### EXTRACTED MATERIAL
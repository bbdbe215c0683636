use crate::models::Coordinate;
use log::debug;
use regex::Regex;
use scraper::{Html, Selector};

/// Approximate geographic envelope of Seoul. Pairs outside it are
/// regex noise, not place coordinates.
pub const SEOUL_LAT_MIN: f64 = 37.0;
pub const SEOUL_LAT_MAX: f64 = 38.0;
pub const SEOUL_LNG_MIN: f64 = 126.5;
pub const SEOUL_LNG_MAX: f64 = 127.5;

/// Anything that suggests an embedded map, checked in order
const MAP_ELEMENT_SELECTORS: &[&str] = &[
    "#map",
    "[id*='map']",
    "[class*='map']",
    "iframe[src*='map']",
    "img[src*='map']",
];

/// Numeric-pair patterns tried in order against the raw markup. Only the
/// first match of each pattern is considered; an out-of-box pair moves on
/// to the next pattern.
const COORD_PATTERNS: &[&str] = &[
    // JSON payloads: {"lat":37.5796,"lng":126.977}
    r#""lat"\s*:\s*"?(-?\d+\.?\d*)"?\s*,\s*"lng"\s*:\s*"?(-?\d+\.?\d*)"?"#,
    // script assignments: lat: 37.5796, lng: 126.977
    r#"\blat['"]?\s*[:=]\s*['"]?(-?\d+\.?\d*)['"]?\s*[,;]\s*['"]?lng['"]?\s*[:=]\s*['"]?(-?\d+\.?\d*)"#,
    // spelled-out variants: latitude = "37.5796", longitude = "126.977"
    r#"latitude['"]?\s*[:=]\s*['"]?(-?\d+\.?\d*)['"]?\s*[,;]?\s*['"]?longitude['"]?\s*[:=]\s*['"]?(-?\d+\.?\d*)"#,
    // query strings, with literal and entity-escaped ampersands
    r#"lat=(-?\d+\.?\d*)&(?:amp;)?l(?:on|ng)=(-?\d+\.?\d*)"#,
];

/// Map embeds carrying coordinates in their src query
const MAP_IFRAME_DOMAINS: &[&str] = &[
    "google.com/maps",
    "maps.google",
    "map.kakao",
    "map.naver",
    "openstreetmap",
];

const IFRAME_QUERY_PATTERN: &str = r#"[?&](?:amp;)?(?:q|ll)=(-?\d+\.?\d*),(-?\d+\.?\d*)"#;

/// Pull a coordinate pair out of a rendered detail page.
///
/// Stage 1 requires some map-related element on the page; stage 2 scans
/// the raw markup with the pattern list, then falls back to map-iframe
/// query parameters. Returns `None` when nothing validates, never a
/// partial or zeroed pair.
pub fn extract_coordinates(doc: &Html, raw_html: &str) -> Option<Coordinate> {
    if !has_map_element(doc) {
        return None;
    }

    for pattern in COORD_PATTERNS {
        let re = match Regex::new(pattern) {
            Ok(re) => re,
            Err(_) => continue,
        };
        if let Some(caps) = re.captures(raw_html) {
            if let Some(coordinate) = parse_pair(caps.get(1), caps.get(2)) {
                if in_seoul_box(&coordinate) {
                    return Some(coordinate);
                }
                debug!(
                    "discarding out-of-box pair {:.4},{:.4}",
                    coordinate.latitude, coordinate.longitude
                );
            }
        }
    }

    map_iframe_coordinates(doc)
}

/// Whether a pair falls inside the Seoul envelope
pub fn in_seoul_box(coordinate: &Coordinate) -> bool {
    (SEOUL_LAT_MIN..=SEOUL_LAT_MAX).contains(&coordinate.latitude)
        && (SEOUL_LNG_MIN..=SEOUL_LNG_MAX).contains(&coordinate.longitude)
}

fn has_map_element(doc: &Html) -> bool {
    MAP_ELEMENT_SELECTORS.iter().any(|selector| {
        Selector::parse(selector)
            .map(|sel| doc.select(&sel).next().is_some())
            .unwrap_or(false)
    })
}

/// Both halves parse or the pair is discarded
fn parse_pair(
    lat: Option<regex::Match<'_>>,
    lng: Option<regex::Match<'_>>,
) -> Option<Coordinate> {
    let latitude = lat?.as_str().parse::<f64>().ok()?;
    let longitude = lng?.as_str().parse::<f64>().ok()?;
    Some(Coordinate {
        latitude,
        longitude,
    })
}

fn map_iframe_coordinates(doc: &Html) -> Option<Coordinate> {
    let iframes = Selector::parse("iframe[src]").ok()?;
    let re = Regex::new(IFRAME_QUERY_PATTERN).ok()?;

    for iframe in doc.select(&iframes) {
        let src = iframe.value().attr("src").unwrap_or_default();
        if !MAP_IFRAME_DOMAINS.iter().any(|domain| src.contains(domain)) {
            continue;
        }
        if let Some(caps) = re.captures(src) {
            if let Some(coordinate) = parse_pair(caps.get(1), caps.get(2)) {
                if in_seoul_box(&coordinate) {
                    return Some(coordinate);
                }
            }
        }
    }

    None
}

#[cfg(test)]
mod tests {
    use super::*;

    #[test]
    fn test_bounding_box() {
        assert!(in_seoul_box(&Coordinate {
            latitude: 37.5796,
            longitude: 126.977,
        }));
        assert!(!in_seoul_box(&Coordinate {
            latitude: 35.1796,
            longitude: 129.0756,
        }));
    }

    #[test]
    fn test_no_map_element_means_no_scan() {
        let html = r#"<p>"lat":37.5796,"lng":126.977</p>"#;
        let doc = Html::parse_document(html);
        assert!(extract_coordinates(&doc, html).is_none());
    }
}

### TASK TO CARRY OUT
The expected answer is a copy of each line above containing "caps".

### ANSWER TO THIS EXERCISE
        if let Some(caps) = re.captures(raw_html) {
            if let Some(coordinate) = parse_pair(caps.get(1), caps.get(2)) {
        if let Some(caps) = re.captures(src) {
            if let Some(coordinate) = parse_pair(caps.get(1), caps.get(2)) {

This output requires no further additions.